The risk of modern slavery in Asia’s manufacturing hubs, which was already on the rise, is poised to worsen as the fiscal impact of the Covid-19 pandemic bulldozes over already-weak labor protections and spotty regulatory oversight, a global risk data and forecasting company warned Friday.
The latest edition of Verisk Maplecroft’s annual Modern Slavery Index, which measures the risk to business of possible associations with human trafficking and forced labor in supply chains, gave Bangladesh (rated 18th in terms of global risk), China (20th), Myanmar (23rd), India (25th), Cambodia (32nd), Vietnam (35th) and Indonesia (44th) their lowest marks since the ranking of 198 countries began in 2017.
Bangladesh and India, in particular, fell into the “extreme risk” category of the Modern Slavery Index for the first time, joining China and Myanmar in a group of 32 countries where populations face the highest risk of working in exploitative conditions tantamount to modern slavery, which can include involuntary servitude, debt bondage or the use of deceptive and coercive practices to compel employment. More than 40 million people are estimated to be trapped in conditions of modern slavery, including 24.9 million in forced labor, according to the International Labour Organization.
Not only has Bangladesh, the world’s second largest exporter of apparel after China, produced a spike in violations, Verisk Maplecroft said, but it has also seen an erosion of labor laws over the past few years. In India, a “notable decline” in enforcement is by and large responsible for its demotion from “high” to “extreme” risk. (Indeed, in July, a group of garment brands, including Adidas, Bestseller, C&A and Next, sent a letter to Prime Minister Narendra Modi expressing concern that some Indian states have adopted legislative proposals to “significantly relax or suspend labor protections” to cope with the impacts of the pandemic.)
Still, it’s Vietnam that experienced the biggest surge in violations in recent years, the organization said. Though Verisk Maplecroft gave the Southeast Asian nation a label of “high” rather than “extreme” risk, the fallout from the pandemic could easily nudge the country into the latter category, especially as more workers, hurting for jobs in the wake of the contagion’s economic damage, are driven into the informal sector where the risk of exploitation is greater and they have no access to labor protections.
Cambodia, the index noted, saw the largest fall in ranking, dropping 32 places in the past year and 48 spots since 2017, because of an uptick in violations and a “significant deterioration” in enforcement capabilities. Likewise, China’s sinking score can be traced to lackluster labor law enforcement, which is now likely to be poorer still because of pandemic-related constraints on movement.
“Travel restrictions and other measures to reduce the spread of Covid-19 have left the ability of companies to carry out audits to ensure ethical working practices in their supply chains in disarray,” Sofia Nazalya, human rights analyst at Verisk Maplecroft, said in a statement. “The reputational risk to brands from association with modern slavery is, therefore, now higher than at any other time over recent years.”
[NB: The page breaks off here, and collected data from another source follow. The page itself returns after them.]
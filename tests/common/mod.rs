//! Common test utilities shared across integration tests.

use std::sync::Arc;
use std::time::Duration;

use mozi_cron::testing::ManualClock;
use mozi_cron::{
    ChannelRegistry, CronScheduler, JobDraft, JobExecutor, JobId, JobStore, Payload, Schedule,
};

pub const START: i64 = 1_000_000;
pub const MINUTE: i64 = 60_000;

/// A scheduler wired with a manual clock and a quiet background loop
/// (huge tick interval), so tests drive ticks explicitly.
pub fn manual_scheduler(
    clock: Arc<ManualClock>,
    store: Arc<dyn JobStore>,
    executor: JobExecutor,
) -> Arc<CronScheduler> {
    Arc::new(
        CronScheduler::new(store, Arc::new(executor))
            .with_clock(clock)
            .with_tick_interval(Duration::from_secs(3600)),
    )
}

/// An executor with no agent and an empty channel registry.
pub fn bare_executor() -> JobExecutor {
    JobExecutor::new(Arc::new(ChannelRegistry::new()))
}

pub fn system_event_draft(name: &str, schedule: Schedule) -> JobDraft {
    JobDraft {
        name: name.into(),
        schedule,
        payload: Payload::SystemEvent {
            message: "hello".into(),
        },
        enabled: None,
        delete_after_run: false,
    }
}

/// Poll storage until the job reaches the expected run count.
///
/// More reliable than fixed sleeps since executions complete on spawned
/// tasks. Panics on timeout.
pub async fn wait_for_run_count(
    scheduler: &CronScheduler,
    id: &JobId,
    expected: u64,
    timeout: Duration,
) {
    let deadline = tokio::time::Instant::now() + timeout;
    loop {
        if let Some(job) = scheduler.get(id).await {
            if job.state.run_count >= expected {
                return;
            }
        }
        if tokio::time::Instant::now() > deadline {
            panic!("timed out waiting for run {expected} of job {id}");
        }
        tokio::time::sleep(Duration::from_millis(5)).await;
    }
}

/// Give spawned executions a moment, then assert nothing fired.
pub async fn assert_no_run(scheduler: &CronScheduler, id: &JobId, expected: u64) {
    tokio::time::sleep(Duration::from_millis(30)).await;
    let job = scheduler.get(id).await.expect("job exists");
    assert_eq!(job.state.run_count, expected, "unexpected run count");
}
Asian garment workers lost up to nearly $6 billion in wages from March to May as some of the world’s biggest brands canceled, suspended or imposed steep discounts on their orders, according to an analysis published last month by the Clean Clothes Campaign, a consortium of labor-rights groups.
Any government relief or international aid has proven to be insufficient in any country but China, which has better government measures to bridge wage differences. Garment workers in South and Southeast Asia received 38 percent less than their regular income during the months, the organization said. In some regions in India, this number exceeded 50 percent.
The consequences have been severe: A survey of 1,269 garment workers in Bangladesh conducted in July by the South Asian Network on Economic Modeling and Microfinance Opportunities found, for instance, that 25 percent of respondents have been siphoning from their savings to stay afloat, 18 percent borrowed money and 9 percent used family help. Just 18 percent said the Covid-19 crisis had no impact on their livelihoods. Another 15 percent admitted to breaking quarantine rules to earn alternative incomes.